Might improve function in paralyzed patients, experts say
FRIDAY, Jan. 23 (HealthDay News) -- The first human trial using embryonic stem cells as a medical treatment has been approved by the U.S. Food and Drug Administration.
Geron Corp., a California-based biotech company, has been given the OK to implant embryonic stem cells in eight to 10 paraplegic patients who can use their arms but can't walk. Stem cell injections will be given within two weeks of the injury. The study will begin this summer, and will be conducted at up to seven different medical centers.

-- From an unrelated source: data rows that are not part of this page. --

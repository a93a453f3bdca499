//! Movement resolver - simultaneous shove of every block
//!
//! A shove is resolved in two phases:
//!
//! 1. **Plan**: for every block compute its slide distance against the
//!    registry as it was *before* the shove. Nothing is written yet, so a
//!    block that vacates its cell never opens a gap for a block behind it
//!    within the same shove.
//! 2. **Apply**: build a new registry with every block at
//!    `position + distance * direction` in one batch.
//!
//! Because the plan only reads the snapshot, the result does not depend on
//! the order in which blocks are visited.
//!
//! Scanning from a block stops at the board edge, at an `Empty` cell, or at
//! a cell occupied in the snapshot; the distance is the number of free cells
//! crossed before that point. Obstacles never slide.

use serde::{Deserialize, Serialize};

use crate::grid::Grid;
use crate::registry::{Block, BlockRegistry};
use crate::types::{BlockId, Direction, Position};

/// Displacement of a single block during a shove
#[derive(Debug, Clone, Copy, PartialEq, Eq, Hash, Serialize, Deserialize)]
pub struct BlockMove {
    pub id: BlockId,
    pub from: Position,
    pub to: Position,
    pub distance: u16,
}

/// Result of resolving one shove
#[derive(Debug, Clone, PartialEq, Eq)]
pub struct Resolution {
    pub direction: Direction,
    /// Registry after the shove; holds every block, moved or not
    pub registry: BlockRegistry,
    /// Blocks that travelled at least one cell, in ascending id order
    pub moved: Vec<BlockMove>,
}

impl Resolution {
    /// Sum of all slide distances
    pub fn displacement(&self) -> u32 {
        self.moved.iter().map(|m| u32::from(m.distance)).sum()
    }

    /// True when no block moved; repeating the same direction changes nothing
    pub fn is_fixed_point(&self) -> bool {
        self.moved.is_empty()
    }
}

/// How far `block` slides along `direction` given the pre-shove snapshot
pub fn slide_distance(
    grid: &Grid,
    snapshot: &BlockRegistry,
    block: &Block,
    direction: Direction,
) -> u16 {
    if !block.kind.slides() {
        return 0;
    }

    let mut distance = 0u16;
    let mut cursor = block.position.step(direction, 1);
    while grid.is_walkable(cursor) && !snapshot.is_occupied(cursor) {
        distance += 1;
        cursor = cursor.step(direction, 1);
    }
    distance
}

/// Resolve a shove of every block in `direction`.
///
/// Pure function of `(grid, registry, direction)`: `registry` is only read.
pub fn resolve_move(grid: &Grid, registry: &BlockRegistry, direction: Direction) -> Resolution {
    let mut targets = Vec::with_capacity(registry.len());
    let mut moved = Vec::new();

    for block in registry.blocks() {
        let distance = slide_distance(grid, registry, block, direction);
        let to = block.position.step(direction, distance as i16);
        targets.push((block.id, to));
        if distance > 0 {
            moved.push(BlockMove {
                id: block.id,
                from: block.position,
                to,
                distance,
            });
        }
    }

    Resolution {
        direction,
        registry: registry.relocated(&targets),
        moved,
    }
}

#[cfg(test)]
mod tests {
    use super::*;
    use crate::grid::GridBuilder;
    use crate::types::{BlockKind, CellKind, Color};

    const RED: BlockKind = BlockKind::Colored(Color::Red);
    const BLUE: BlockKind = BlockKind::Colored(Color::Blue);
    const WALL: BlockKind = BlockKind::Obstacle { stoppable: true };

    fn positions(registry: &BlockRegistry) -> Vec<Position> {
        registry.blocks().map(|b| b.position).collect()
    }

    #[test]
    fn test_single_block_slides_to_edge() {
        let grid = Grid::open(5);
        let mut registry = BlockRegistry::new(5);
        registry.place(RED, Position::new(0, 2)).unwrap();

        let res = resolve_move(&grid, &registry, Direction::Right);
        assert_eq!(positions(&res.registry), vec![Position::new(4, 2)]);
        assert_eq!(res.displacement(), 4);

        let res = resolve_move(&grid, &res.registry, Direction::Up);
        assert_eq!(positions(&res.registry), vec![Position::new(4, 0)]);
    }

    #[test]
    fn test_block_stops_before_void() {
        let mut builder = GridBuilder::filled(5, CellKind::Open);
        builder
            .set_cell_kind(Position::new(3, 0), CellKind::Empty)
            .unwrap();
        let grid = builder.build();
        let mut registry = BlockRegistry::new(5);
        registry.place(RED, Position::new(0, 0)).unwrap();

        let res = resolve_move(&grid, &registry, Direction::Right);
        assert_eq!(positions(&res.registry), vec![Position::new(2, 0)]);
    }

    #[test]
    fn test_trailing_block_sees_pre_move_snapshot() {
        // Row: A B . . -> A stays (B was adjacent before the shove), B slides
        let grid = Grid::open(4);
        let mut registry = BlockRegistry::new(4);
        let a = registry.place(RED, Position::new(0, 0)).unwrap();
        let b = registry.place(BLUE, Position::new(1, 0)).unwrap();

        let res = resolve_move(&grid, &registry, Direction::Right);
        assert_eq!(res.registry.get(a).unwrap().position, Position::new(0, 0));
        assert_eq!(res.registry.get(b).unwrap().position, Position::new(3, 0));
        assert_eq!(res.moved.len(), 1);
        assert_eq!(res.moved[0].id, b);

        // Second shove closes the gap
        let res = resolve_move(&grid, &res.registry, Direction::Right);
        assert_eq!(res.registry.get(a).unwrap().position, Position::new(2, 0));
        assert!(resolve_move(&grid, &res.registry, Direction::Right).is_fixed_point());
    }

    #[test]
    fn test_stoppable_obstacle_never_moves() {
        let grid = Grid::open(3);
        let mut registry = BlockRegistry::new(3);
        let block = registry.place(RED, Position::new(0, 0)).unwrap();
        let wall = registry.place(WALL, Position::new(1, 0)).unwrap();

        let res = resolve_move(&grid, &registry, Direction::Right);
        assert_eq!(res.registry.get(block).unwrap().position, Position::new(0, 0));
        assert_eq!(res.registry.get(wall).unwrap().position, Position::new(1, 0));
        assert!(res.is_fixed_point());

        for direction in Direction::ALL {
            let res = resolve_move(&grid, &registry, direction);
            assert_eq!(res.registry.get(wall).unwrap().position, Position::new(1, 0));
        }
    }

    #[test]
    fn test_plain_obstacle_stays_put() {
        let grid = Grid::open(3);
        let mut registry = BlockRegistry::new(3);
        let crate_id = registry
            .place(BlockKind::Obstacle { stoppable: false }, Position::new(0, 0))
            .unwrap();
        registry.place(RED, Position::new(0, 1)).unwrap();

        for direction in Direction::ALL {
            let res = resolve_move(&grid, &registry, direction);
            assert_eq!(res.registry.get(crate_id).unwrap().position, Position::new(0, 0));
        }

        // The red block below it cannot climb past the obstacle
        let res = resolve_move(&grid, &registry, Direction::Up);
        assert!(res.moved.is_empty());
    }

    #[test]
    fn test_blocks_in_other_rows_do_not_interfere() {
        let grid = Grid::open(3);
        let mut registry = BlockRegistry::new(3);
        registry.place(RED, Position::new(0, 0)).unwrap();
        registry.place(BLUE, Position::new(0, 1)).unwrap();

        let res = resolve_move(&grid, &registry, Direction::Right);
        assert_eq!(
            positions(&res.registry),
            vec![Position::new(2, 0), Position::new(2, 1)]
        );
    }

    #[test]
    fn test_resolution_does_not_touch_input() {
        let grid = Grid::open(3);
        let mut registry = BlockRegistry::new(3);
        registry.place(RED, Position::new(0, 0)).unwrap();
        let before = registry.clone();

        let _ = resolve_move(&grid, &registry, Direction::Left);
        let _ = resolve_move(&grid, &registry, Direction::Right);
        assert_eq!(registry, before);
    }
}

"This marks the dawn of a new era in medical therapeutics," Dr. Thomas B. Okarma, Geron's president and CEO said during a Friday morning teleconference. "This approach is one that reaches beyond pills and scalpels to achieve a new level of healing."
Ultimately, this type of therapy might have the power to restore permanent organ and tissue function, Okarma said. The goal of this first trial is to see if injecting embryonic stem cells into humans is safe. However, the researchers will also be looking for signs of improvement in the patients' ability to feel sensation in or move their legs.
Patients will receive injections at the site of the injury. It is hoped these cells will mature into cells that will repair damaged nerves and produce chemicals that nerve cells need to function and grow.
This phase I trial will be limited to patients whose injury is located in the middle of the spine. If the trial is successful, Okarma said, the hope is to extend the treatment to patients with cervical spine injuries who are paralyzed from the neck down.
Okarma said the injections must be given early after the injury, before scar tissue has developed that would prevent the cells from growing, but after the initial swelling has subsided.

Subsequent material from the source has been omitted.